Chemical changes in the eye that can lead to blindness have been identified by scientists.

Their findings aid understanding of a genetic condition that causes sight loss for one in 3,000 people in the UK.

Scientists examined how changes in a gene known as RPGR damage eye cells to cause a disorder known as X-linked retinitis pigmentosa. The condition is incurable and affects night and peripheral vision before gradually causing blindness in middle age.

Researchers led by the University of Edinburgh took skin samples from two patients and transformed stem cells - which can change into any cell type - into light-sensing eye cells known as photoreceptors. They compared these with cells from healthy relatives of the patients.

Photoreceptors - which decay in retinitis pigmentosa patients - differed in their fundamental structure when compared with those from family members.
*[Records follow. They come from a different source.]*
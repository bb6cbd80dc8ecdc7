//! Aggregate views over the scored table
//!
//! Each view is a pure group-by recomputed in full from the scored records
//! (and, for comfort foods, the comfort-food entries joined on `id`).
//! Averages and proportions are rounded half away from zero to 2 places.

use crate::types::{
    AlignmentLevel, AlignmentRow, ComfortFoodDetailRow, ComfortFoodEntry, ComfortFoodRankRow,
    Gender, IncomeAwarenessRow, IncomeBracket, PerceptionAccuracy, PerceptionAwarenessRow,
    ScoredRecord,
};
use std::collections::{BTreeMap, BTreeSet, HashMap};
use std::ops::{Add, Sub};
use tracing::debug;

/// Exact fraction with a positive denominator.
///
/// Means and proportions stay exact until the final rounding, so a value that
/// is halfway in decimal (1.005, 0.285) rounds up instead of following its
/// binary approximation down.
#[derive(Debug, Clone, Copy, PartialEq, Eq)]
pub struct Ratio {
    numer: i128,
    denom: i128,
}

impl Ratio {
    /// `denom` must be non-zero
    pub fn new(numer: i128, denom: i128) -> Self {
        let sign = if denom < 0 { -1 } else { 1 };
        let divisor = gcd(numer, denom).max(1);
        Self {
            numer: sign * numer / divisor,
            denom: sign * denom / divisor,
        }
    }

    pub fn div_int(self, divisor: i128) -> Self {
        Self::new(self.numer, self.denom * divisor)
    }

    /// Round half away from zero to 2 decimal places
    pub fn round2(self) -> f64 {
        let scaled = self.numer.abs() * 100;
        let cents = (2 * scaled + self.denom) / (2 * self.denom);
        let cents = if self.numer < 0 { -cents } else { cents };
        cents as f64 / 100.0
    }
}

impl Add for Ratio {
    type Output = Ratio;

    fn add(self, other: Ratio) -> Ratio {
        Ratio::new(
            self.numer * other.denom + other.numer * self.denom,
            self.denom * other.denom,
        )
    }
}

impl Sub for Ratio {
    type Output = Ratio;

    fn sub(self, other: Ratio) -> Ratio {
        Ratio::new(
            self.numer * other.denom - other.numer * self.denom,
            self.denom * other.denom,
        )
    }
}

fn gcd(a: i128, b: i128) -> i128 {
    let (mut a, mut b) = (a.abs(), b.abs());
    while b != 0 {
        (a, b) = (b, a % b);
    }
    a
}

/// `numerator / denominator` rounded half away from zero to 2 decimal places
pub fn round2(numerator: i128, denominator: i128) -> f64 {
    Ratio::new(numerator, denominator).round2()
}

/// Healthy-feeling values are summed in millionths so their mean is exact
const HEALTHY_SCALE: i128 = 1_000_000;

/// Dense rank of `value` among `distinct_values`: 1 + number of strictly
/// greater distinct values.
pub fn dense_rank(value: usize, distinct_values: &BTreeSet<usize>) -> u32 {
    1 + distinct_values.range(value + 1..).count() as u32
}

#[derive(Default)]
struct ScoreSum {
    count: usize,
    total: u64,
}

impl ScoreSum {
    fn add(&mut self, score: u8) {
        self.count += 1;
        self.total += u64::from(score);
    }

    fn mean(&self) -> Ratio {
        Ratio::new(i128::from(self.total), self.count as i128)
    }
}

/// Awareness by gender and perception-accuracy bracket (Unspecified excluded).
///
/// The gender figure is a mean of bracket means, not a mean over respondents:
/// the two differ whenever brackets have unequal sizes.
pub fn perception_by_gender(scored: &[ScoredRecord]) -> Vec<PerceptionAwarenessRow> {
    let mut brackets: BTreeMap<(Gender, PerceptionAccuracy), ScoreSum> = BTreeMap::new();
    for record in scored {
        let accuracy = record.classified.perception_accuracy;
        if accuracy == PerceptionAccuracy::Unspecified {
            continue;
        }
        brackets
            .entry((record.gender(), accuracy))
            .or_default()
            .add(record.classified.calorie_awareness_score);
    }

    let mut bracket_means: BTreeMap<Gender, Vec<Ratio>> = BTreeMap::new();
    for ((gender, _), sum) in &brackets {
        bracket_means.entry(*gender).or_default().push(sum.mean());
    }
    let gender_means: BTreeMap<Gender, Ratio> = bracket_means
        .into_iter()
        .filter_map(|(gender, means)| {
            let count = means.len() as i128;
            let total = means.into_iter().reduce(|a, b| a + b)?;
            Some((gender, total.div_int(count)))
        })
        .collect();

    brackets
        .into_iter()
        .map(|((gender, perception_accuracy), sum)| {
            let mean = sum.mean();
            let gender_mean = gender_means.get(&gender).copied().unwrap_or(mean);
            PerceptionAwarenessRow {
                gender,
                perception_accuracy,
                count: sum.count,
                avg_awareness_score: mean.round2(),
                gender_avg_of_bracket_means: gender_mean.round2(),
                deviation_from_gender_avg: (mean - gender_mean).round2(),
            }
        })
        .collect()
}

/// Awareness by income bracket, lowest bracket first; absent income excluded
pub fn awareness_by_income(scored: &[ScoredRecord]) -> Vec<IncomeAwarenessRow> {
    let mut brackets: BTreeMap<IncomeBracket, ScoreSum> = BTreeMap::new();
    for record in scored {
        if let Some(income) = record.classified.respondent.income {
            brackets
                .entry(income)
                .or_default()
                .add(record.classified.calorie_awareness_score);
        }
    }

    brackets
        .into_iter()
        .map(|(income, sum)| IncomeAwarenessRow {
            income,
            count: sum.count,
            avg_awareness_score: sum.mean().round2(),
        })
        .collect()
}

/// Alignment-level distribution per gender. Every gender with scored records
/// gets all four levels in display order, zero counts included.
pub fn alignment_by_gender(scored: &[ScoredRecord]) -> Vec<AlignmentRow> {
    let mut counts: BTreeMap<(Gender, AlignmentLevel), usize> = BTreeMap::new();
    let mut totals: BTreeMap<Gender, usize> = BTreeMap::new();
    for record in scored {
        *counts.entry((record.gender(), record.alignment_level)).or_default() += 1;
        *totals.entry(record.gender()).or_default() += 1;
    }

    totals
        .into_iter()
        .flat_map(|(gender, total)| {
            AlignmentLevel::ALL
                .into_iter()
                .map(move |alignment_level| (gender, total, alignment_level))
        })
        .map(|(gender, total, alignment_level)| {
            let count = counts.get(&(gender, alignment_level)).copied().unwrap_or(0);
            AlignmentRow {
                gender,
                alignment_level,
                count,
                proportion: round2(count as i128, total as i128),
            }
        })
        .collect()
}

/// Comfort-food entries inner-joined to scored records, blanks skipped
fn join_comfort_foods<'a>(
    scored: &'a [ScoredRecord],
    entries: &'a [ComfortFoodEntry],
) -> Vec<(&'a ScoredRecord, &'a ComfortFoodEntry, &'a str)> {
    let by_id: HashMap<u32, &ScoredRecord> = scored.iter().map(|r| (r.id(), r)).collect();

    let joined: Vec<_> = entries
        .iter()
        .filter_map(|entry| {
            let category = entry.mapped_category()?;
            let record = by_id.get(&entry.id)?;
            Some((*record, entry, category))
        })
        .collect();

    if joined.len() < entries.len() {
        debug!(
            dropped = entries.len() - joined.len(),
            "comfort-food entries without a category or scored respondent"
        );
    }
    joined
}

#[derive(Default)]
struct FoodTally {
    count: usize,
    healthy_total: i128,
    healthy_count: usize,
}

/// Comfort-food popularity per gender with dense popularity rank
pub fn comfort_food_by_gender(
    scored: &[ScoredRecord],
    entries: &[ComfortFoodEntry],
) -> Vec<ComfortFoodRankRow> {
    let mut tallies: BTreeMap<(Gender, String), FoodTally> = BTreeMap::new();
    for (record, _, category) in join_comfort_foods(scored, entries) {
        let tally = tallies
            .entry((record.gender(), category.to_string()))
            .or_default();
        tally.count += 1;
        if let Some(feeling) = record.classified.respondent.healthy_feeling {
            tally.healthy_total += (feeling * HEALTHY_SCALE as f64).round() as i128;
            tally.healthy_count += 1;
        }
    }

    let mut distinct_counts: BTreeMap<Gender, BTreeSet<usize>> = BTreeMap::new();
    for ((gender, _), tally) in &tallies {
        distinct_counts.entry(*gender).or_default().insert(tally.count);
    }

    let mut rows: Vec<ComfortFoodRankRow> = tallies
        .into_iter()
        .map(|((gender, comfort_food_mapped), tally)| {
            let popularity_rank = distinct_counts
                .get(&gender)
                .map(|counts| dense_rank(tally.count, counts))
                .unwrap_or(1);
            let avg_healthy_feeling = (tally.healthy_count > 0).then(|| {
                round2(tally.healthy_total, tally.healthy_count as i128 * HEALTHY_SCALE)
            });
            ComfortFoodRankRow {
                gender,
                comfort_food_mapped,
                count: tally.count,
                avg_healthy_feeling,
                popularity_rank,
            }
        })
        .collect();

    rows.sort_by(|a, b| {
        (a.gender, a.popularity_rank, &a.comfort_food_mapped)
            .cmp(&(b.gender, b.popularity_rank, &b.comfort_food_mapped))
    });
    rows
}

/// One row per (respondent, comfort food) pair, in entry order
pub fn comfort_food_detail(
    scored: &[ScoredRecord],
    entries: &[ComfortFoodEntry],
) -> Vec<ComfortFoodDetailRow> {
    join_comfort_foods(scored, entries)
        .into_iter()
        .map(|(record, entry, category)| {
            let respondent = &record.classified.respondent;
            ComfortFoodDetailRow {
                id: respondent.id,
                gender: respondent.gender,
                income: respondent.income,
                income_group: respondent.income.map(|i| i.group()),
                comfort_food: entry.comfort_food.clone(),
                comfort_food_mapped: category.to_string(),
                healthy_feeling: respondent.healthy_feeling,
                calorie_awareness_score: record.classified.calorie_awareness_score,
                awareness_level: record.classified.awareness_level,
                perception_accuracy: record.classified.perception_accuracy,
                alignment_level: record.alignment_level,
            }
        })
        .collect()
}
Follow-up studies in mice identified key molecules that interact with RPGR to maintain the structure of photoreceptors. When RPGR is flawed, the structure is compromised and photoreceptors cannot function correctly, leading to sight loss.

Dr Roly Megaw from the University of Edinburgh's Medical Research Council Institute for Genetics and Molecular Medicine, who led the study, said: "By furthering our understanding of the RPGR gene and its effects on photoreceptor cells, we hope our findings bring us closer to developing a possible treatment for this devastating disease.

The study is published in the journal Nature Communications and was carried out at the University of Edinburgh's Medical Research Council Centre for Regenerative Medicine. It was funded by the Wellcome Trust and the charity Retinitis Pigmentosa Fighting Blindness.

Article: Gelsolin dysfunction causes photoreceptor loss in induced pluripotent cell and animal retinitis pigmentosa models, Roly Megaw, Hashem Abu-Arafeh, Melissa Jungnickel, Carla Mellough, Christine Gurniak, Walter Witke, Wei Zhang, Hemant Khanna, Pleasantine Mill, Baljean Dhillon, Alan F. Wright, Majlinda Lako & Charles ffrench-Constant, Nature Communications, doi:10.1038/s41467-017-00111-8, published 16 August 2017.